§ Exercise: From the records below, copy every line that contains the word "ConnectionManager".
─── Records supplied ───
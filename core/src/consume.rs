//! Two-phase consumer reads.
//!
//! Each [`Gateway::consume`] call first asks the group for entries already
//! delivered to this consumer but never acknowledged (cursor `0`). Only if
//! there are none does it ask for entries never delivered to anyone (cursor
//! `>`). A consumer that crashed mid-processing therefore gets its unfinished
//! work back before anything new.
//!
//! At most one message is returned per call, and each phase may wait up to
//! the block duration, so a call can take up to twice that long.

use crate::error::Result;
use crate::gateway::Gateway;
use crate::message::Message;
use crate::store::{LogStore, ReadCursor};
use futures::Stream;
use std::pin::Pin;
use std::time::Duration;

/// Messages per `consume` call.
const MESSAGES_PER_READ: usize = 1;

/// Stream of messages produced by [`Gateway::messages`].
pub type MessageStream<'a> = Pin<Box<dyn Stream<Item = Result<Message>> + Send + 'a>>;

impl<S: LogStore> Gateway<S> {
    /// Fetch the next message for `consumer`, or `None` if nothing arrived
    /// within the timeout.
    ///
    /// Unacknowledged messages already owned by `consumer` come first. `timeout`
    /// of `None` or zero uses the configured block duration.
    ///
    /// # Errors
    ///
    /// Returns a not-found [`GatewayError::Store`](crate::GatewayError::Store)
    /// if the stream's group does not exist.
    pub async fn consume(
        &self,
        stream: &str,
        consumer: &str,
        timeout: Option<Duration>,
    ) -> Result<Option<Message>> {
        let group = self.group_name(stream);
        let block = self.block_for(timeout);

        if let Some(message) = self
            .read_one(stream, &group, consumer, ReadCursor::History, block)
            .await?
        {
            tracing::debug!(
                stream,
                group = %group,
                consumer,
                id = %message.id,
                "Redelivering unacknowledged message"
            );
            return Ok(Some(message));
        }

        let message = self
            .read_one(stream, &group, consumer, ReadCursor::New, block)
            .await?;
        if let Some(message) = &message {
            tracing::debug!(
                stream,
                group = %group,
                consumer,
                id = %message.id,
                "Message consumed"
            );
        }
        Ok(message)
    }

    /// Endless stream of messages for `consumer`, built on [`Gateway::consume`].
    ///
    /// Empty polls are skipped. The stream ends right after yielding its first
    /// error; after [`Gateway::close`] that error is
    /// [`GatewayError::Closed`](crate::GatewayError::Closed).
    ///
    /// Messages are not acknowledged automatically. Acknowledge each one before
    /// polling the next, otherwise the history phase hands it out again.
    ///
    /// # Example
    ///
    /// ```no_run
    /// use futures::StreamExt;
    /// use streamgate_core::{Gateway, LogStore};
    ///
    /// async fn run<S: LogStore>(gateway: &Gateway<S>) -> Result<(), streamgate_core::GatewayError> {
    ///     let mut messages = gateway.messages("orders", "worker-1");
    ///     while let Some(message) = messages.next().await {
    ///         let message = message?;
    ///         gateway.ack("orders", &[message.id]).await?;
    ///     }
    ///     Ok(())
    /// }
    /// ```
    pub fn messages<'a>(&'a self, stream: &'a str, consumer: &'a str) -> MessageStream<'a> {
        let stream_of_messages = async_stream::stream! {
            loop {
                match self.consume(stream, consumer, None).await {
                    Ok(Some(message)) => yield Ok(message),
                    Ok(None) => {},
                    Err(e) => {
                        yield Err(e);
                        break;
                    },
                }
            }
        };
        Box::pin(stream_of_messages)
    }

    async fn read_one(
        &self,
        stream: &str,
        group: &str,
        consumer: &str,
        cursor: ReadCursor,
        block: Duration,
    ) -> Result<Option<Message>> {
        let messages = self
            .call(
                "consume",
                (stream, group, consumer, cursor.as_str(), block),
                |store| store.read_group(stream, group, consumer, cursor, MESSAGES_PER_READ, block),
            )
            .await?;
        Ok(messages.into_iter().next())
    }

    fn block_for(&self, timeout: Option<Duration>) -> Duration {
        match timeout {
            Some(timeout) if !timeout.is_zero() => timeout,
            _ => self.config().block(),
        }
    }
}
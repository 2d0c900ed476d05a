//! Redis Streams log store for Streamgate.
//!
//! This crate provides [`RedisLogStore`], the production implementation of the
//! [`LogStore`] trait from `streamgate-core`. Each trait method issues exactly
//! one Redis command (`XADD`, `XREADGROUP`, `XACK`, `XPENDING`, `XCLAIM`, ...)
//! and decodes the reply field by field.
//!
//! # Connections
//!
//! Two `ConnectionManager`s are kept:
//!
//! - **commands**: every non-blocking command
//! - **blocking reads**: `XREADGROUP ... BLOCK`, so a consumer waiting for
//!   messages never holds up appends or acknowledgements queued behind it
//!
//! `ConnectionManager` reconnects on its own; commands are never retried.
//! After [`LogStore::close`] both connections are dropped and every command
//! fails with [`LogStoreError::Closed`].
//!
//! # Example
//!
//! ```no_run
//! use streamgate_core::{Gateway, GatewayConfig, StartId};
//! use streamgate_redis::RedisLogStore;
//!
//! # async fn example() -> Result<(), Box<dyn std::error::Error>> {
//! let store = RedisLogStore::new("redis://127.0.0.1:6379").await?;
//! let gateway = Gateway::new(store, GatewayConfig::default())?;
//!
//! gateway.ensure_group("orders", StartId::Latest, false).await?;
//! let id = gateway.produce("orders", b"order1", None, true).await?;
//! println!("produced {id}");
//! # Ok(())
//! # }
//! ```

#![forbid(unsafe_code)]
#![warn(missing_docs)]

mod error;
mod reply;

use redis::aio::ConnectionManager;
use redis::{Client, Cmd, Value};
use std::collections::BTreeSet;
use std::time::Duration;
use streamgate_core::{
    ConsumerInfo, GroupInfo, LogStore, LogStoreError, Message, MessageId, PendingEntry,
    PendingQuery, ReadCursor, StartId, StreamInfo, Trim,
};
use tokio::sync::RwLock;

/// Keys requested per `SCAN` round trip.
const SCAN_PAGE_HINT: usize = 100;

/// Redis Streams implementation of [`LogStore`].
///
/// Cloning is not supported; share one store through the gateway (which can
/// itself be wrapped in an `Arc`).
pub struct RedisLogStore {
    url: String,
    connections: RwLock<Option<Connections>>,
}

struct Connections {
    commands: ConnectionManager,
    blocking: ConnectionManager,
}

#[derive(Copy, Clone, Debug)]
enum Lane {
    Commands,
    Blocking,
}

impl RedisLogStore {
    /// Connect to Redis at `url` with default settings.
    ///
    /// # Errors
    ///
    /// Returns [`LogStoreError::Transport`] if the URL is invalid or the
    /// server cannot be reached.
    ///
    /// # Example
    ///
    /// ```no_run
    /// use streamgate_redis::RedisLogStore;
    ///
    /// # async fn example() -> Result<(), Box<dyn std::error::Error>> {
    /// let store = RedisLogStore::new("redis://127.0.0.1:6379").await?;
    /// # Ok(())
    /// # }
    /// ```
    pub async fn new(url: &str) -> Result<Self, LogStoreError> {
        Self::builder().url(url).build().await
    }

    /// Create a new builder for configuring the store.
    #[must_use]
    pub fn builder() -> RedisLogStoreBuilder {
        RedisLogStoreBuilder::default()
    }

    /// The URL this store connected to.
    #[must_use]
    pub fn url(&self) -> &str {
        &self.url
    }

    async fn connection(&self, lane: Lane) -> Result<ConnectionManager, LogStoreError> {
        let guard = self.connections.read().await;
        let connections = guard.as_ref().ok_or(LogStoreError::Closed)?;
        Ok(match lane {
            Lane::Commands => connections.commands.clone(),
            Lane::Blocking => connections.blocking.clone(),
        })
    }

    async fn query(&self, lane: Lane, cmd: &Cmd) -> Result<Value, LogStoreError> {
        let mut conn = self.connection(lane).await?;
        let reply: Value = cmd
            .query_async(&mut conn)
            .await
            .map_err(|e| error::classify(&e))?;
        Ok(reply)
    }
}

/// Builder for configuring a [`RedisLogStore`].
///
/// # Example
///
/// ```no_run
/// use streamgate_redis::RedisLogStore;
///
/// # async fn example() -> Result<(), Box<dyn std::error::Error>> {
/// let store = RedisLogStore::builder()
///     .url("redis://:secret@cache.internal:6379/2")
///     .build()
///     .await?;
/// # Ok(())
/// # }
/// ```
#[derive(Default)]
pub struct RedisLogStoreBuilder {
    url: Option<String>,
}

impl RedisLogStoreBuilder {
    /// Set the connection URL (`redis://[:password@]host[:port][/db]`).
    #[must_use]
    pub fn url(mut self, url: impl Into<String>) -> Self {
        self.url = Some(url.into());
        self
    }

    /// Connect and build the [`RedisLogStore`].
    ///
    /// # Errors
    ///
    /// Returns [`LogStoreError::Transport`] if:
    /// - URL not set or invalid
    /// - Either connection cannot be established
    pub async fn build(self) -> Result<RedisLogStore, LogStoreError> {
        let url = self
            .url
            .ok_or_else(|| LogStoreError::Transport("Redis URL not configured".to_string()))?;

        let client = Client::open(url.as_str()).map_err(|e| {
            LogStoreError::Transport(format!("Failed to create Redis client: {e}"))
        })?;

        let commands = ConnectionManager::new(client.clone()).await.map_err(|e| {
            LogStoreError::Transport(format!("Failed to create Redis connection manager: {e}"))
        })?;
        let blocking = ConnectionManager::new(client).await.map_err(|e| {
            LogStoreError::Transport(format!(
                "Failed to create Redis connection manager for blocking reads: {e}"
            ))
        })?;

        tracing::info!(url = %redacted(&url), "RedisLogStore connected");

        Ok(RedisLogStore {
            url,
            connections: RwLock::new(Some(Connections { commands, blocking })),
        })
    }
}

/// URL with any password replaced, for logging.
fn redacted(url: &str) -> String {
    match (url.find("://"), url.rfind('@')) {
        (Some(scheme_end), Some(at)) if at > scheme_end => {
            format!("{}://***{}", &url[..scheme_end], &url[at..])
        },
        _ => url.to_string(),
    }
}

fn millis(duration: Duration) -> u64 {
    u64::try_from(duration.as_millis()).unwrap_or(u64::MAX)
}

impl LogStore for RedisLogStore {
    async fn append(
        &self,
        stream: &str,
        fields: &[(&str, &[u8])],
        trim: Option<Trim>,
    ) -> Result<MessageId, LogStoreError> {
        let mut cmd = redis::cmd("XADD");
        cmd.arg(stream);
        if let Some(trim) = trim {
            cmd.arg("MAXLEN");
            if trim.approximate {
                cmd.arg("~");
            }
            cmd.arg(trim.max_len);
        }
        cmd.arg("*");
        for (field, value) in fields {
            cmd.arg(*field).arg(*value);
        }

        let reply = self.query(Lane::Commands, &cmd).await?;
        reply::message_id("XADD", &reply)
    }

    async fn read_group(
        &self,
        stream: &str,
        group: &str,
        consumer: &str,
        cursor: ReadCursor,
        count: usize,
        block: Duration,
    ) -> Result<Vec<Message>, LogStoreError> {
        let mut cmd = redis::cmd("XREADGROUP");
        cmd.arg("GROUP")
            .arg(group)
            .arg(consumer)
            .arg("COUNT")
            .arg(count)
            .arg("BLOCK")
            .arg(millis(block))
            .arg("STREAMS")
            .arg(stream)
            .arg(cursor.as_str());

        let reply = self.query(Lane::Blocking, &cmd).await?;
        reply::read_group(stream, &reply)
    }

    async fn ack(
        &self,
        stream: &str,
        group: &str,
        ids: &[MessageId],
    ) -> Result<u64, LogStoreError> {
        let mut cmd = redis::cmd("XACK");
        cmd.arg(stream).arg(group);
        for id in ids {
            cmd.arg(id.to_string());
        }

        let reply = self.query(Lane::Commands, &cmd).await?;
        reply::unsigned("XACK", &reply)
    }

    async fn create_group(
        &self,
        stream: &str,
        group: &str,
        start: StartId,
        mkstream: bool,
    ) -> Result<(), LogStoreError> {
        let mut cmd = redis::cmd("XGROUP");
        cmd.arg("CREATE").arg(stream).arg(group).arg(start.to_wire());
        if mkstream {
            cmd.arg("MKSTREAM");
        }

        self.query(Lane::Commands, &cmd).await?;
        Ok(())
    }

    async fn destroy_group(&self, stream: &str, group: &str) -> Result<bool, LogStoreError> {
        let mut cmd = redis::cmd("XGROUP");
        cmd.arg("DESTROY").arg(stream).arg(group);

        let reply = self.query(Lane::Commands, &cmd).await?;
        Ok(reply::unsigned("XGROUP DESTROY", &reply)? > 0)
    }

    async fn stream_info(&self, stream: &str) -> Result<StreamInfo, LogStoreError> {
        let mut cmd = redis::cmd("XINFO");
        cmd.arg("STREAM").arg(stream);

        let reply = self.query(Lane::Commands, &cmd).await?;
        reply::stream_info(&reply)
    }

    async fn groups_info(&self, stream: &str) -> Result<Vec<GroupInfo>, LogStoreError> {
        let mut cmd = redis::cmd("XINFO");
        cmd.arg("GROUPS").arg(stream);

        let reply = self.query(Lane::Commands, &cmd).await?;
        reply::groups_info(&reply)
    }

    async fn consumers_info(
        &self,
        stream: &str,
        group: &str,
    ) -> Result<Vec<ConsumerInfo>, LogStoreError> {
        let mut cmd = redis::cmd("XINFO");
        cmd.arg("CONSUMERS").arg(stream).arg(group);

        let reply = self.query(Lane::Commands, &cmd).await?;
        reply::consumers_info(&reply)
    }

    async fn pending(
        &self,
        stream: &str,
        group: &str,
        query: &PendingQuery,
    ) -> Result<Vec<PendingEntry>, LogStoreError> {
        let mut cmd = redis::cmd("XPENDING");
        cmd.arg(stream).arg(group);
        if let Some(min_idle) = query.min_idle {
            cmd.arg("IDLE").arg(millis(min_idle));
        }
        cmd.arg(query.start.map_or_else(|| "-".to_string(), |id| id.to_string()))
            .arg(query.end.map_or_else(|| "+".to_string(), |id| id.to_string()))
            .arg(query.count);
        if let Some(consumer) = &query.consumer {
            cmd.arg(consumer);
        }

        let reply = self.query(Lane::Commands, &cmd).await?;
        reply::pending(&reply)
    }

    async fn claim(
        &self,
        stream: &str,
        group: &str,
        consumer: &str,
        min_idle: Duration,
        ids: &[MessageId],
    ) -> Result<Vec<Message>, LogStoreError> {
        let mut cmd = redis::cmd("XCLAIM");
        cmd.arg(stream).arg(group).arg(consumer).arg(millis(min_idle));
        for id in ids {
            cmd.arg(id.to_string());
        }

        let reply = self.query(Lane::Commands, &cmd).await?;
        reply::entries("XCLAIM", &reply)
    }

    async fn delete(&self, keys: &[&str]) -> Result<u64, LogStoreError> {
        let mut cmd = redis::cmd("DEL");
        for key in keys {
            cmd.arg(*key);
        }

        let reply = self.query(Lane::Commands, &cmd).await?;
        reply::unsigned("DEL", &reply)
    }

    async fn scan_streams(&self) -> Result<Vec<String>, LogStoreError> {
        // SCAN may return a key more than once across pages.
        let mut streams = BTreeSet::new();
        let mut cursor = 0_u64;
        loop {
            let mut cmd = redis::cmd("SCAN");
            cmd.arg(cursor)
                .arg("COUNT")
                .arg(SCAN_PAGE_HINT)
                .arg("TYPE")
                .arg("stream");

            let reply = self.query(Lane::Commands, &cmd).await?;
            let (next, keys) = reply::scan_page(&reply)?;
            streams.extend(keys);
            if next == 0 {
                break;
            }
            cursor = next;
        }
        Ok(streams.into_iter().collect())
    }

    async fn set(
        &self,
        key: &str,
        value: &[u8],
        expiry: Option<Duration>,
    ) -> Result<(), LogStoreError> {
        let mut cmd = redis::cmd("SET");
        cmd.arg(key).arg(value);
        if let Some(expiry) = expiry {
            cmd.arg("PX").arg(millis(expiry).max(1));
        }

        self.query(Lane::Commands, &cmd).await?;
        Ok(())
    }

    async fn get(&self, key: &str) -> Result<Option<Vec<u8>>, LogStoreError> {
        let mut cmd = redis::cmd("GET");
        cmd.arg(key);

        let reply = self.query(Lane::Commands, &cmd).await?;
        reply::optional_bytes("GET", &reply)
    }

    async fn close(&self) {
        if self.connections.write().await.take().is_some() {
            tracing::info!(url = %redacted(&self.url), "RedisLogStore closed");
        }
    }
}

#[cfg(test)]
mod tests {
    use super::*;

    #[test]
    fn redis_log_store_is_send_sync() {
        fn assert_send<T: Send>() {}
        fn assert_sync<T: Sync>() {}

        assert_send::<RedisLogStore>();
        assert_sync::<RedisLogStore>();
    }

    #[tokio::test]
    async fn builder_without_url_fails() {
        let result = RedisLogStore::builder().build().await;
        assert!(matches!(result, Err(LogStoreError::Transport(_))));
    }

    #[tokio::test]
    async fn builder_rejects_invalid_url() {
        let result = RedisLogStore::builder().url("not a url").build().await;
        assert!(matches!(result, Err(LogStoreError::Transport(_))));
    }

    #[test]
    fn password_is_redacted() {
        assert_eq!(
            redacted("redis://:secret@cache:6379/2"),
            "redis://***@cache:6379/2"
        );
        assert_eq!(redacted("redis://127.0.0.1:6379"), "redis://127.0.0.1:6379");
    }

    #[test]
    fn millis_saturates() {
        assert_eq!(millis(Duration::from_millis(500)), 500);
        assert_eq!(millis(Duration::MAX), u64::MAX);
    }
}
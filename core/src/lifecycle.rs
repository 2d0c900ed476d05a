//! Group and stream lifecycle.
//!
//! Groups are created on demand and idempotently: [`Gateway::ensure_group`]
//! checks for the derived group first and only creates it when it is missing,
//! creating the stream along with it if needed. Deletion is the opposite: it
//! is not idempotent, and a missing group is reported instead of ignored.
//!
//! The existence check and the create are two separate commands. When two
//! callers race between them, the loser's create is rejected with
//! "group already exists", which `ensure_group` treats as success.

use crate::descriptor::{ConsumerInfo, GroupInfo, StreamInfo};
use crate::error::{GatewayError, Result, store_failure};
use crate::gateway::Gateway;
use crate::naming;
use crate::store::{LogStore, LogStoreError, StartId};

impl<S: LogStore> Gateway<S> {
    /// Whether the stream's derived group exists.
    ///
    /// # Errors
    ///
    /// Returns a not-found [`GatewayError::Store`] if the stream itself does
    /// not exist; that case is not reported as `false`.
    pub async fn group_exists(&self, stream: &str) -> Result<bool> {
        let group = self.group_name(stream);
        let groups = self
            .call("group_exists", stream, |store| store.groups_info(stream))
            .await?;
        Ok(contains_group(&groups, &group))
    }

    /// Make sure the stream's derived group exists, creating it (and the
    /// stream) if necessary. Returns `true` once the group exists.
    ///
    /// `start` only applies when the group is actually created. An existing
    /// group keeps its position even if it differs from `start`.
    ///
    /// # Errors
    ///
    /// - [`GatewayError::Configuration`] if `persistent` is requested; no
    ///   command is sent in that case
    /// - [`GatewayError::Store`] if a store command fails
    pub async fn ensure_group(&self, stream: &str, start: StartId, persistent: bool) -> Result<bool> {
        if persistent {
            tracing::error!(stream, "Persistent consumer groups are not supported");
            return Err(GatewayError::Configuration(
                "persistent consumer groups are not supported".to_string(),
            ));
        }

        let store = self.open_store("ensure_group")?;
        let group = self.group_name(stream);

        match store.groups_info(stream).await {
            Ok(groups) if contains_group(&groups, &group) => {
                tracing::debug!(
                    stream,
                    group = %group,
                    requested_start = %start.to_wire(),
                    "Group already exists; start position left unchanged"
                );
                return Ok(true);
            },
            // Missing stream: created below together with the group.
            Ok(_) | Err(LogStoreError::NotFound(_)) => {},
            Err(source) => return Err(store_failure("ensure_group", &(stream, start), source)),
        }

        match store.create_group(stream, &group, start, true).await {
            Ok(()) => {
                tracing::debug!(
                    stream,
                    group = %group,
                    start = %start.to_wire(),
                    "Group created"
                );
                Ok(true)
            },
            Err(LogStoreError::GroupExists(_)) => {
                tracing::debug!(stream, group = %group, "Group created concurrently by another caller");
                Ok(true)
            },
            Err(source) => Err(store_failure("ensure_group", &(stream, start), source)),
        }
    }

    /// Destroy the stream's derived group.
    ///
    /// # Errors
    ///
    /// Returns a not-found error if the group or the stream does not exist.
    pub async fn delete_group(&self, stream: &str) -> Result<bool> {
        let group = self.group_name(stream);
        let destroyed = self
            .call("delete_group", stream, |store| {
                store.destroy_group(stream, &group)
            })
            .await?;

        if !destroyed {
            tracing::error!(stream, group = %group, "Group to delete does not exist");
            return Err(GatewayError::NotFound {
                operation: "delete_group",
                what: format!("group '{group}' on stream '{stream}'"),
            });
        }

        tracing::debug!(stream, group = %group, "Group destroyed");
        Ok(true)
    }

    /// Every group attached to the stream.
    ///
    /// # Errors
    ///
    /// Returns a not-found error if the stream does not exist.
    pub async fn list_groups(&self, stream: &str) -> Result<Vec<GroupInfo>> {
        self.call("list_groups", stream, |store| store.groups_info(stream))
            .await
    }

    /// Consumers of the stream's derived group.
    ///
    /// # Errors
    ///
    /// Returns a not-found error if the stream or group does not exist.
    pub async fn list_consumers(&self, stream: &str) -> Result<Vec<ConsumerInfo>> {
        let group = self.group_name(stream);
        self.call("list_consumers", stream, |store| {
            store.consumers_info(stream, &group)
        })
        .await
    }

    /// Whether a stream with this name exists.
    ///
    /// # Errors
    ///
    /// Returns [`GatewayError::Store`] if the key scan fails.
    pub async fn stream_exists(&self, stream: &str) -> Result<bool> {
        let streams = self
            .call("stream_exists", stream, |store| store.scan_streams())
            .await?;
        Ok(streams.iter().any(|name| name == stream))
    }

    /// Snapshot of the stream.
    ///
    /// # Errors
    ///
    /// Returns a not-found error if the stream does not exist.
    pub async fn stream_info(&self, stream: &str) -> Result<StreamInfo> {
        self.call("stream_info", stream, |store| store.stream_info(stream))
            .await
    }

    /// Delete the stream and all of its entries.
    ///
    /// Also removes the `{stream}:{group}:acknowledge` key older deployments
    /// kept next to the stream.
    ///
    /// # Errors
    ///
    /// Returns [`GatewayError::Store`] if the delete fails.
    pub async fn delete_stream(&self, stream: &str) -> Result<()> {
        let legacy_key = naming::legacy_ack_key(stream, &self.group_name(stream));
        let keys = [stream, legacy_key.as_str()];
        let removed = self
            .call("delete_stream", stream, |store| store.delete(&keys))
            .await?;

        tracing::debug!(stream, removed, "Stream deleted");
        Ok(())
    }

    /// Delete the derived group, then the stream.
    ///
    /// Stops at the first failure, so a missing group leaves the stream in
    /// place.
    ///
    /// # Errors
    ///
    /// Returns the error of whichever step failed.
    pub async fn delete_queue(&self, stream: &str) -> Result<()> {
        self.delete_group(stream).await?;
        self.delete_stream(stream).await
    }
}

fn contains_group(groups: &[GroupInfo], name: &str) -> bool {
    groups.iter().any(|group| group.name == name)
}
───
§ Task result:
//! Two `ConnectionManager`s are kept:
//! `ConnectionManager` reconnects on its own; commands are never retried.
use redis::aio::ConnectionManager;
    commands: ConnectionManager,
    blocking: ConnectionManager,
    async fn connection(&self, lane: Lane) -> Result<ConnectionManager, LogStoreError> {
        let commands = ConnectionManager::new(client.clone()).await.map_err(|e| {
        let blocking = ConnectionManager::new(client).await.map_err(|e| {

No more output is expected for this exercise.